Comment on Ammonia level as a proxy of asparaginase inactivation in children: A strategy for classification of infusion reactions.

I read the article of Santos et al. They found that the ammonia levels served as a proxy of asparaginase inactivation in children with acute lymphoblastic leukemia (ALL) using native E. coli asparaginase.

Asparaginase is a non-human enzyme that catalyzes the hydrolysis of asparagine into aspartic acid and ammonia. The efficacy of asparaginase can be evaluated by measuring the levels of asparaginase activity.[3-6] Although the most direct way of assessing asparaginase efficacy is the measurement of asparagine from the blood. The evaluation of asparagine depletion is, however, technically difficult.[8,9] Measuring asparagine levels in cerebrospinal fluid (CSF) is also studied to evaluate its efficacy.[10,11] In the last decade, also the role of assessing asparaginase antibodies during asparaginase therapy has been, extensively, studied. However, different results were published with sometimes controversy.[6,12-16]

Previously, ammonia levels have been suggested to reflect the asparaginase activities.[17,18] It has been suggested in case reports that ammonia release could lead to encephalopathy.[19,20] Moreover in a previous prospective study, it was shown that the ammonia level was not related to central neurotoxicity.

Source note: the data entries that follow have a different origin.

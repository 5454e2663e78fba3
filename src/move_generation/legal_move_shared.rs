use crate::game_state::gammon_types::{Board, Player, PointIndex, FIRST_POINT, LAST_POINT};

/// Distinct die values in first-occurrence order, so duplicate dice never
/// produce duplicate moves and output order stays deterministic.
#[inline]
pub fn distinct_dice(remaining: &[u8]) -> Vec<u8> {
    let mut dice = Vec::with_capacity(remaining.len());
    for &die in remaining {
        if !dice.contains(&die) {
            dice.push(die);
        }
    }
    dice
}

/// Board points holding at least one of `player`'s pieces, in ascending
/// point order.
#[inline]
pub fn occupied_points(board: &Board, player: Player) -> Vec<PointIndex> {
    (FIRST_POINT..=LAST_POINT)
        .filter(|&p| {
            let state = board.point(p);
            state.owner == Some(player) && state.count > 0
        })
        .collect()
}
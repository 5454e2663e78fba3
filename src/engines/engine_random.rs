//! Uniform random-move engine.
//!
//! Selects uniformly from legal moves and is primarily used for diagnostics,
//! self-play invariant testing, and the demo binary.

use rand::prelude::IndexedRandom;
use rand::rngs::StdRng;
use rand::SeedableRng;

use crate::engines::engine_trait::{Engine, EngineOutput};
use crate::game_state::game_state::GameState;
use crate::move_generation::legal_move_generator::LegalMoveGenerator;
use crate::move_generation::move_generator::MoveGenerator;

pub struct RandomEngine {
    move_generator: LegalMoveGenerator,
    rng: StdRng,
}

impl RandomEngine {
    pub fn new() -> Self {
        Self::seeded(rand::random())
    }

    /// Seeded variant so test runs replay identically.
    pub fn seeded(seed: u64) -> Self {
        Self {
            move_generator: LegalMoveGenerator,
            rng: StdRng::seed_from_u64(seed),
        }
    }
}

impl Default for RandomEngine {
    fn default() -> Self {
        Self::new()
    }
}

impl Engine for RandomEngine {
    fn name(&self) -> &str {
        "PlumGammon Random"
    }

    fn choose_move(&mut self, game_state: &GameState) -> Result<EngineOutput, String> {
        let legal_moves = self
            .move_generator
            .generate_legal_moves(game_state)
            .map_err(|e| e.to_string())?;

        let mut out = EngineOutput::default();
        out.info_lines.push(format!(
            "info string random_engine legal_moves {}",
            legal_moves.len()
        ));

        if legal_moves.is_empty() {
            out.chosen_move = None;
            return Ok(out);
        }

        let picked = legal_moves
            .as_slice()
            .choose(&mut self.rng)
            .ok_or("failed to choose a random move")?;

        out.chosen_move = Some(*picked);
        Ok(out)
    }
}

#[cfg(test)]
mod tests {
    use super::*;
    use crate::game_state::gammon_types::Player;

    #[test]
    fn seeded_engines_pick_the_same_move() {
        let mut game = GameState::new_game();
        game.turn = Player::White;
        game.set_roll(&[6, 2]);

        let mut first = RandomEngine::seeded(99);
        let mut second = RandomEngine::seeded(99);
        let a = first.choose_move(&game).expect("engine should choose");
        let b = second.choose_move(&game).expect("engine should choose");
        assert_eq!(a.chosen_move, b.chosen_move);
        assert!(a.chosen_move.is_some());
    }

    #[test]
    fn no_legal_moves_yields_no_choice() {
        let mut game = GameState::new_game();
        game.turn = Player::White;
        // No roll recorded, so no moves exist.
        let mut engine = RandomEngine::seeded(1);
        let out = engine.choose_move(&game).expect("engine should answer");
        assert!(out.chosen_move.is_none());
    }
}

Given the unclear role of the clinical utility of ammonia levels in daily practice, I would like to comment on the paper of Santos et al. It should be mentioned that the current standard of practice to evaluate asparaginase efficacy is therapeutic drug monitoring (TDM) with measuring asparaginase activities which is now used world-wide. Also some important statistical questions can be raised, which I address below.

First, in the paper of Santos et al. the upper limit of normal of the ammonia levels is unclear. The authors had only defined the corresponding ammonia levels according to grades 1 or 2 using the Common Terminology Criteria for Adverse Events (CTCAE) 3/4.03 version. If the upper limit of normal of the ammonia levels was used according to a previous paper , there would be no (cor)relation, as currently shown in Figure 3 of their paper.

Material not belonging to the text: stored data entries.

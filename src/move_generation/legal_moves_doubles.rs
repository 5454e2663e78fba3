//! Compound chains for doubles rolls.
//!
//! With identical dice remaining, one piece may walk 2-4 steps of the same
//! value as a single move. Each candidate chain is validated on a disposable
//! board clone so the caller's snapshot is never speculatively mutated; a
//! hit along the way is simulated by overwriting the blot (the real applier
//! moves it to the bar when the chosen chain is committed).

use crate::game_state::game_state::GameState;
use crate::game_state::gammon_types::{Board, GammonMove, Player, PointIndex, PointState, OFF};
use crate::move_generation::legal_move_checks::{
    can_bear_off, is_open_point, may_bear_off_from,
};
use crate::move_generation::legal_move_shared::occupied_points;
use crate::tables::paths::step;

pub fn generate_doubles_chain_moves(game_state: &GameState, moves: &mut Vec<GammonMove>) {
    let remaining = &game_state.remaining;
    if remaining.len() < 2 {
        return;
    }
    let die = remaining[0];
    if remaining.iter().any(|&d| d != die) {
        return;
    }

    let player = game_state.turn;
    let max_uses = remaining.len() as u8;

    for origin in occupied_points(&game_state.board, player) {
        let mut sim = game_state.board.clone();
        let mut current = origin;

        for uses in 1..=max_uses {
            match step(player, current, die) {
                Some(dest) => {
                    if !is_open_point(&sim, player, dest) {
                        break;
                    }
                    simulate_step(&mut sim, player, current, dest);
                    // Length-1 chains are the single-die generator's output.
                    if uses >= 2 {
                        moves.push(GammonMove {
                            from: origin,
                            to: dest,
                            die,
                            dice_used: uses,
                            uses_both_dice: false,
                        });
                    }
                    current = dest;
                }
                None => {
                    if uses >= 2
                        && can_bear_off(&sim, &game_state.bar, player)
                        && may_bear_off_from(&sim, player, current, die)
                    {
                        moves.push(GammonMove {
                            from: origin,
                            to: OFF,
                            die,
                            dice_used: uses,
                            uses_both_dice: false,
                        });
                    }
                    break;
                }
            }
        }
    }
}

fn simulate_step(board: &mut Board, player: Player, from: PointIndex, to: PointIndex) {
    let origin = board.point_mut(from);
    origin.count -= 1;
    if origin.count == 0 {
        origin.owner = None;
    }

    let dest = board.point_mut(to);
    if dest.owner == Some(player) {
        dest.count += 1;
    } else {
        // Empty point or a hit blot; either way the mover holds it alone.
        *dest = PointState {
            owner: Some(player),
            count: 1,
        };
    }
}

Second, in my opinion, the relationship shown in panel B of this Figure 3 seems not correct. Santos et al. should not mention hyperammonemia as reflection of the ammonia levels itself. My suggestion is that by using the Fisher Exact test is the correct way to analyze this relationship. For example: low/high ammonia levels versus no hypersensitivity/or reaction in a 2-by-2 contingency tables. Also, I suggest to use a Violin plot rather than a box plot, as a Violin plot also show the probability density of the data at different values.

Third, two laboratory issues. To avoid the ongoing production of ammonia by asparaginase ex vivo did the authors adhere to the following procedure: were the blood samples put in an ice bath and were these samples immediately processed at their laboratory? The authors also obtained blood samples immediately after the asparaginase courses, why did not the authors measured ammonia trough levels?

Fourth, some statistical issues. The authors studied 245 infusions in 32 patients, and 19 reactions were observed in 17 children. I was wondering if the authors noticed that given this information only two risk factors should be studied. The authors chose to use a logistic regression model. By using more than two risk factors, this model could be overfitted. More importantly, why did these authors chose to use a logistic regression model? Their study group was rather small, hence a descriptive statistical approach, to present the data, would be more appropriate.

Lastly, in their Table 1, they authors present the odds ratio of age for each year of life. Why did not the authors use the National Cancer Institute (NCI) criteria for age, for example: age less than 10 years and age at least 10 years?

To conclude, in the past decade monitoring of asparaginase efficacy has proven to be very successful, mainly by implementing asparaginase activities to monitor asparaginase pharmacokinetics. Other (surrogate) measurements are available, including ammonia measurements. However, the pharmacology of asparaginase is rather difficult and some controversies do exist. Challenges herein are still to be solved.